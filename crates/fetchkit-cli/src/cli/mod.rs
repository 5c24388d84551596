//! CLI for fetchkit.

mod commands;

use anyhow::Result;
use clap::{Parser, Subcommand};
use fetchkit_core::config;

use commands::{run_bench, run_fetch, run_md5};

/// Top-level CLI.
#[derive(Debug, Parser)]
#[command(name = "fetchkit")]
#[command(about = "fetchkit: sequential vs bounded URL fetching, and MD5 of http/ftp/file resources", long_about = None)]
pub struct Cli {
    #[command(subcommand)]
    pub command: CliCommand,
}

#[derive(Debug, Subcommand)]
pub enum CliCommand {
    /// Fetch HTTP(S) URLs and print their bodies in the order given.
    Fetch {
        /// URLs to fetch.
        #[arg(required = true, value_name = "URI")]
        uris: Vec<String>,
        /// Run up to N downloads at once (default: `max_concurrent` from config).
        #[arg(long, short = 'j', value_name = "N")]
        jobs: Option<usize>,
        /// Fetch one after another over a single connection instead.
        #[arg(long, conflicts_with = "jobs")]
        sequential: bool,
    },

    /// Print the MD5 of each http(s)://, ftp:// or file:// resource.
    Md5 {
        /// Resources to hash.
        #[arg(required = true, value_name = "URI")]
        uris: Vec<String>,
    },

    /// Fetch the same URLs sequentially and bounded, and compare timings.
    Bench {
        /// URLs to fetch.
        #[arg(required = true, value_name = "URI")]
        uris: Vec<String>,
        /// Concurrency bound for the bounded run (default: `max_concurrent` from config).
        #[arg(long, short = 'j', value_name = "N")]
        jobs: Option<usize>,
    },
}

impl CliCommand {
    pub async fn run_from_args() -> Result<()> {
        let cli = Cli::parse();
        let cfg = config::load_or_init()?;
        tracing::debug!("loaded config: {:?}", cfg);

        match cli.command {
            CliCommand::Fetch {
                uris,
                jobs,
                sequential,
            } => run_fetch(&cfg, &uris, jobs, sequential).await?,
            CliCommand::Md5 { uris } => run_md5(&cfg, &uris).await?,
            CliCommand::Bench { uris, jobs } => run_bench(&cfg, &uris, jobs).await?,
        }

        Ok(())
    }
}

#[cfg(test)]
mod tests;
use fetchkit_core::logging;

mod cli;

use crate::cli::CliCommand;

#[tokio::main]
async fn main() {
    // Initialize logging as early as possible; stderr if the log file is unavailable.
    if logging::init_logging().is_err() {
        logging::init_logging_stderr();
    }

    if let Err(err) = CliCommand::run_from_args().await {
        eprintln!("fetchkit error: {:#}", err);
        std::process::exit(1);
    }
}
//! Resource identifiers: a URI parsed into the transport that can dereference it.

use crate::error::FetchError;
use std::fmt;
use std::path::{Path, PathBuf};
use std::str::FromStr;
use url::Url;

/// A caller-supplied resource, tagged by the transport that serves it.
///
/// Only `http`, `https`, `ftp` and `file` URIs parse; anything else is
/// rejected with [`FetchError::UnsupportedScheme`] before any I/O happens.
#[derive(Debug, Clone, PartialEq, Eq)]
pub enum ResourceIdentifier {
    /// `http://` or `https://` URL.
    Http(Url),
    /// `ftp://` URL.
    Ftp(Url),
    /// Local path taken from a `file://` URI.
    File(PathBuf),
}

impl ResourceIdentifier {
    /// Parses a URI string.
    ///
    /// # Examples
    ///
    /// - `"http://example.com/a.txt"` → `Http`
    /// - `"file:///tmp/a.bin"` → `File("/tmp/a.bin")`
    /// - `"mailto:someone@example.com"` → `Err(UnsupportedScheme("mailto"))`
    pub fn parse(input: &str) -> Result<Self, FetchError> {
        let url = Url::parse(input.trim()).map_err(|e| {
            FetchError::InvalidArgument(format!("`{}` is not a URI: {}", input, e))
        })?;
        Self::from_url(url)
    }

    /// Classifies an already parsed URL by scheme.
    pub fn from_url(url: Url) -> Result<Self, FetchError> {
        let scheme = url.scheme().to_ascii_lowercase();
        match scheme.as_str() {
            "http" | "https" => Ok(ResourceIdentifier::Http(url)),
            "ftp" => Ok(ResourceIdentifier::Ftp(url)),
            "file" => url.to_file_path().map(ResourceIdentifier::File).map_err(|()| {
                FetchError::InvalidArgument(format!("`{}` has no local path", url))
            }),
            _ => Err(FetchError::UnsupportedScheme(scheme)),
        }
    }

    /// Identifier for a local file.
    pub fn file(path: impl AsRef<Path>) -> Self {
        ResourceIdentifier::File(path.as_ref().to_path_buf())
    }

    pub fn scheme(&self) -> &str {
        match self {
            ResourceIdentifier::Http(url) | ResourceIdentifier::Ftp(url) => url.scheme(),
            ResourceIdentifier::File(_) => "file",
        }
    }

    /// The URL of an `Http` identifier; other kinds are rejected.
    /// The fetchers only dereference HTTP(S) resources.
    pub fn http_url(&self) -> Result<&Url, FetchError> {
        match self {
            ResourceIdentifier::Http(url) => Ok(url),
            other => Err(FetchError::UnsupportedScheme(other.scheme().to_string())),
        }
    }
}

impl FromStr for ResourceIdentifier {
    type Err = FetchError;

    fn from_str(s: &str) -> Result<Self, Self::Err> {
        ResourceIdentifier::parse(s)
    }
}

impl fmt::Display for ResourceIdentifier {
    fn fmt(&self, f: &mut fmt::Formatter<'_>) -> fmt::Result {
        match self {
            ResourceIdentifier::Http(url) | ResourceIdentifier::Ftp(url) => write!(f, "{}", url),
            ResourceIdentifier::File(path) => write!(f, "file://{}", path.display()),
        }
    }
}

/// Parses every string, failing on the first bad one.
pub fn parse_all<S: AsRef<str>>(inputs: &[S]) -> Result<Vec<ResourceIdentifier>, FetchError> {
    inputs
        .iter()
        .map(|s| ResourceIdentifier::parse(s.as_ref()))
        .collect()
}
//! Error types for theme parsing and palette derivation.
//!
//! Errors originate only at the boundaries: parsing a color literal or
//! loading a config document. Every derivation-stage function is total over
//! well-formed [`Hsla`](crate::Hsla) input and cannot fail.

use std::path::PathBuf;

use thiserror::Error;

/// Error type for theme configuration and palette derivation failures.
#[derive(Debug, Error)]
pub enum ThemeError {
    /// A color literal matched none of the supported grammars
    /// (hex, `rgb()`/`rgba()`, `hsl()`/`hsla()`, named).
    ///
    /// This is a configuration error: derivation aborts for the whole theme
    /// rather than silently substituting a default for the offending role.
    #[error("invalid color literal '{value}'")]
    InvalidColorFormat {
        /// The literal that failed to parse.
        value: String,
    },

    /// A theme config document (YAML or JSON) failed to deserialize.
    #[error("failed to parse theme config: {message}")]
    Parse {
        /// Error message from the underlying deserializer.
        message: String,
    },

    /// A theme config file could not be read.
    #[error("failed to load theme config from {}: {message}", .path.display())]
    Load {
        /// Path that was being read.
        path: PathBuf,
        /// Error message from the file loader.
        message: String,
    },
}

#[cfg(test)]
mod tests {
    use super::*;

    #[test]
    fn invalid_color_display_includes_literal() {
        let err = ThemeError::InvalidColorFormat {
            value: "not-a-color".to_string(),
        };
        assert!(err.to_string().contains("not-a-color"));
    }

    #[test]
    fn load_display_includes_path() {
        let err = ThemeError::Load {
            path: PathBuf::from("/tmp/theme.yaml"),
            message: "no such file".to_string(),
        };
        let msg = err.to_string();
        assert!(msg.contains("/tmp/theme.yaml"));
        assert!(msg.contains("no such file"));
    }
}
:::
YOUR INSTRUCTIONS:
Go through the lines of the material, counting those with the word "logging"; afterward give only the total.

WRITTEN RESPONSE:
4